# Ready To Go



## lumpia (Sep 21, 2002)

Dear Friends,

Please forgive me for getting so busy all the time; I have hardly any time to post anything. But I wanted to update you on how my culinary progress is coming along.

The new update is that all the paperwork has been done; I won Financial Aid for the entire school year, along with Work-Study, and I am thinking about working in a place like the Brown Palace here in Denver to pay my way through school.

Next month, I have to go in for the Official Registration and to get my uniforms and books. I've been reading a lot of culinary books in the meantime, and hoping that I will be a better cook once I graduate from school.

Last week was the final steps for registration; I submitted my entrance fee and the school said I look good to go with registration. And so that is what I am preparing for now.

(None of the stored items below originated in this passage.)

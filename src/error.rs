//! Error types shared by the dispatcher, recipes and the querier.
//!
//! # Classification
//! ```text
//! ConfigError          → raised by init only, never at request time
//! SuperTokensError
//!     BadInput         → 400 (first stage of the error chain)
//!     Recipe           → offered to each recipe's handle_error
//!     everything else  → general error handler
//! ```
//!
//! # Design Decisions
//! - Classification is by variant only; no other field is inspected
//! - Recipe errors stay opaque: recipes recognise their own by downcasting

use thiserror::Error;

use crate::normalise::NormaliseError;
use crate::querier::QuerierError;

/// Errors raised while building a [`crate::SuperTokens`] instance.
#[derive(Debug, Error)]
pub enum ConfigError {
    /// App info field missing or malformed.
    #[error("invalid app info: {0}")]
    AppInfo(String),

    /// A path or domain in the configuration could not be normalised.
    #[error(transparent)]
    Normalise(#[from] NormaliseError),

    /// Core connection URI unusable.
    #[error("invalid core connection: {0}")]
    Connection(String),

    /// No recipe was supplied to init.
    #[error("please provide at least one recipe to the supertokens.init function call")]
    NoRecipes,

    /// A recipe factory rejected its configuration.
    #[error("recipe {recipe_id} failed to initialise: {message}")]
    Recipe { recipe_id: String, message: String },

    /// Could not read the configuration file.
    #[error("IO error: {0}")]
    Io(#[from] std::io::Error),

    /// Configuration file is not valid TOML for the schema.
    #[error("Parse error: {0}")]
    Parse(#[from] toml::de::Error),

    /// Configuration parsed but failed semantic checks.
    #[error("Validation failed: {}", .0.join(", "))]
    Validation(Vec<String>),
}

/// Errors produced while routing or handling an API request.
#[derive(Debug, Error)]
pub enum SuperTokensError {
    /// Malformed request data. Always answered with a 400.
    #[error("{0}")]
    BadInput(String),

    /// An error owned by a recipe. Only that recipe knows how to render it.
    #[error("{source}")]
    Recipe {
        recipe_id: String,
        #[source]
        source: Box<dyn std::error::Error + Send + Sync>,
    },

    /// Unclassified failure.
    #[error("{0}")]
    General(String),

    #[error(transparent)]
    Querier(#[from] QuerierError),

    #[error(transparent)]
    Http(#[from] axum::http::Error),

    #[error(transparent)]
    Json(#[from] serde_json::Error),
}

impl SuperTokensError {
    /// Wrap a recipe-specific error.
    pub fn recipe<E>(recipe_id: impl Into<String>, err: E) -> Self
    where
        E: std::error::Error + Send + Sync + 'static,
    {
        Self::Recipe {
            recipe_id: recipe_id.into(),
            source: Box::new(err),
        }
    }

    pub fn is_bad_input(&self) -> bool {
        matches!(self, Self::BadInput(_))
    }

    /// Borrow the inner recipe error as `E` if this error belongs to `recipe_id`.
    pub fn downcast_recipe<E>(&self, recipe_id: &str) -> Option<&E>
    where
        E: std::error::Error + 'static,
    {
        match self {
            Self::Recipe {
                recipe_id: owner,
                source,
            } if owner == recipe_id => source.downcast_ref::<E>(),
            _ => None,
        }
    }

    /// Label used for the `stage` metric and log fields.
    pub fn kind(&self) -> &'static str {
        match self {
            Self::BadInput(_) => "bad_input",
            Self::Recipe { .. } => "recipe",
            _ => "general",
        }
    }
}

/// Result type for request-time operations.
pub type SuperTokensResult<T> = Result<T, SuperTokensError>;
//! Recipe capability and the recipes shipped with the crate.
//!
//! # Data Flow
//! ```text
//! init(TypeInput { recipe_list, .. })
//!     → each RecipeListFunction(app_info, querier)
//!     → Arc<dyn RecipeModule>, in registration order
//!
//! Per request (owned by the dispatcher):
//!     return_api_id_if_can_handle_request → Some(ApiId) | None
//!     handle_api_request                  → Response | error chain
//!     handle_error                        → handled | not handled | escalate
//! ```
//!
//! # Design Decisions
//! - Recipes are standalone trait objects composed in a list, never layered
//! - Recipe ids are expected to be unique; duplicates are not rejected
//! - API ids mean nothing outside the recipe that issued them

pub mod session;

use std::fmt;
use std::sync::Arc;

use async_trait::async_trait;
use axum::body::Body;
use axum::http::{Method, Request};
use axum::response::Response;

use crate::error::{ConfigError, SuperTokensError, SuperTokensResult};
use crate::http::{Fallback, RequestHead};
use crate::normalise::{NormalisedAppInfo, NormalisedUrlPath};
use crate::querier::Querier;

/// Identifies one endpoint within a recipe.
#[derive(Debug, Clone, PartialEq, Eq, Hash)]
pub struct ApiId(String);

impl ApiId {
    pub fn new(id: impl Into<String>) -> Self {
        Self(id.into())
    }

    pub fn as_str(&self) -> &str {
        &self.0
    }
}

impl fmt::Display for ApiId {
    fn fmt(&self, f: &mut fmt::Formatter<'_>) -> fmt::Result {
        f.write_str(&self.0)
    }
}

/// The capability set every recipe presents to the dispatcher.
#[async_trait]
pub trait RecipeModule: Send + Sync {
    fn recipe_id(&self) -> &str;

    /// Which of this recipe's APIs, if any, serves `method path`.
    ///
    /// `path` already includes the gateway prefix.
    fn return_api_id_if_can_handle_request(
        &self,
        path: &NormalisedUrlPath,
        method: &Method,
    ) -> SuperTokensResult<Option<ApiId>>;

    async fn handle_api_request(
        &self,
        id: &ApiId,
        req: Request<Body>,
        fallback: Fallback,
        path: &NormalisedUrlPath,
        method: &Method,
    ) -> SuperTokensResult<Response>;

    /// Headers the frontend sends to this recipe's APIs.
    fn all_cors_headers(&self) -> Vec<String>;

    /// Render an error if this recipe owns it.
    ///
    /// `Ok(Some(_))` handled, `Ok(None)` not ours, `Err(_)` escalate to the
    /// general handler.
    async fn handle_error(
        &self,
        _err: &SuperTokensError,
        _head: &RequestHead,
    ) -> SuperTokensResult<Option<Response>> {
        Ok(None)
    }
}

/// Builds one recipe from the shared app info and querier.
pub type RecipeListFunction = Box<
    dyn FnOnce(&NormalisedAppInfo, Arc<dyn Querier>) -> Result<Arc<dyn RecipeModule>, ConfigError>
        + Send,
>;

Take care all; I look forward to starting my culinary journal soon.


----------



## suzanne (May 26, 2001)

Excellent!!! Study hard, practice a lot, ask lots of questions. And keep us informed. (I personally love to read all the student's journals, because everyone is different, and so their experiences at school are differerent, and interesting.)


----------



## lumpia (Sep 21, 2002)

The final steps have been completed. I've been waiting for the day when Official Registration starts. All students have to be at the school for the Registration process on September 5 and 6, and our classes start on September 9. I should be getting my culinary uniform and textbooks on Friday, which is the 5th. Everyone looks so happy in anticipation for the school year!


----------